Le niveau le plus élevé du jeu reste bloqué dans une guerre civile issue du plan Fifa Forward Enterprise, qui a depuis évolué en un conflit d'usure visant à évincer le dirigeant italo-suisse. Alors qu'Infantino s'accroche, cependant, l'UEFA et ses alliés ont déjà élaboré des plans pour l'avenir.
De nombreux dirigeants du jeu se sont réunis cette semaine à Salzbourg pour la Supercoupe de l'UEFA, marquant la première fois qu'ils pouvaient se rencontrer en groupe en personne depuis le début de la crise de la Fifa.

L'UEFA veut réduire le pouvoir de la présidence de la FIFA (PA)
On comprend que le président de l’UEFA, Aleksander Ceferin, a tenu plusieurs réunions, la présence du président de la Confédération africaine de football, Patrice Motsepe, étant considérée comme particulièrement significative, étant donné le soutien antérieur de la CAF à Infantino.
Parmi les sujets qui auraient été abordés à Salzbourg figurent les plans pour un examen indépendant de la gouvernance de la Fifa, ainsi que l'élaboration d'un document de politique générale visant à définir la structure et les idéaux futurs de l'instance.
Certaines sources y voient un enseignement : cela ne va pas plus loin que la Fifa, et non jusqu'aux confédérations continentales. Cela tient en partie aux projets de rotation de la présidence entre les instances continentales, à l'instar de l'Union européenne et d'institutions multinationales similaires.

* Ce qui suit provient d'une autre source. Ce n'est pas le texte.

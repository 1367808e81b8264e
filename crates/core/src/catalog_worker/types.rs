//! Types for the bounded-pool catalog (DRM) download worker.

use std::sync::atomic::{AtomicBool, Ordering};
use std::sync::Arc;

use serde::{Deserialize, Serialize};
use thiserror::Error;

/// Format preference for a catalog download; the DRM-protected encodings are
/// named generically since the wire-level codec is an opaque adapter detail.
#[derive(Debug, Clone, Copy, PartialEq, Eq, Serialize, Deserialize)]
#[serde(rename_all = "snake_case")]
pub enum FormatPref {
    EncryptedA,
    EncryptedB,
    EncryptedAWithFallbackToB,
}

#[derive(Debug, Clone, PartialEq, Serialize, Deserialize)]
pub struct CatalogDownloadRequest {
    pub catalog_id: String,
    pub output_dir: String,
    pub filename: String,
    pub format_pref: FormatPref,
    pub quality: String,
    pub allow_fallback: bool,
}

#[derive(Debug, Clone, PartialEq, Serialize, Deserialize)]
pub struct CatalogDownloadOutcome {
    pub audio_path: String,
    pub voucher_path: Option<String>,
    pub format: String,
}

#[derive(Debug, Error)]
pub enum CatalogWorkerError {
    #[error("ownership not confirmed for catalog_id {0}")]
    OwnershipNotConfirmed(String),

    #[error("download cancelled")]
    Cancelled,

    #[error("network error: {0}")]
    Network(String),

    #[error("authentication error: {0}")]
    Auth(String),

    #[error("drm/voucher error: {0}")]
    Drm(String),

    #[error("worker pool exhausted")]
    PoolExhausted,
}

/// One-shot cooperative cancellation signal, checked at IO boundaries.
///
/// Grounded on the original source's per-download event object checked
/// opportunistically: kept as the same model rather than thread
/// interruption, implemented here with an `AtomicBool` since a single
/// consumer only ever needs to poll it.
#[derive(Clone, Default)]
pub struct CancelToken {
    cancelled: Arc<AtomicBool>,
}

impl CancelToken {
    pub fn new() -> Self {
        Self::default()
    }

    pub fn cancel(&self) {
        self.cancelled.store(true, Ordering::SeqCst);
    }

    pub fn is_cancelled(&self) -> bool {
        self.cancelled.load(Ordering::SeqCst)
    }
}

/// Incremental progress callback signature: `(downloaded_bytes, total_bytes, message)`.
pub type ProgressCb = Arc<dyn Fn(u64, Option<u64>, &str) + Send + Sync>;

#[cfg(test)]
mod tests {
    use super::*;

    #[test]
    fn cancel_token_starts_uncancelled() {
        let token = CancelToken::new();
        assert!(!token.is_cancelled());
        token.cancel();
        assert!(token.is_cancelled());
    }

    #[test]
    fn cancel_token_clones_share_state() {
        let token = CancelToken::new();
        let clone = token.clone();
        clone.cancel();
        assert!(token.is_cancelled());
    }
}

Cela signifierait essentiellement que la Fifa ne pourrait plus jamais avoir un autre président avec le pouvoir d’Infantino ou de ses prédécesseurs.
L'idée serait également complétée en renforçant considérablement l'administration autour de la présidence, afin qu'elle ressemble davantage à une fonction publique solide.
On dit que l’UEFA et ses alliés se concentrent sur un changement de direction et de gouvernance à la FIFA, comme exigence minimale dans cette crise.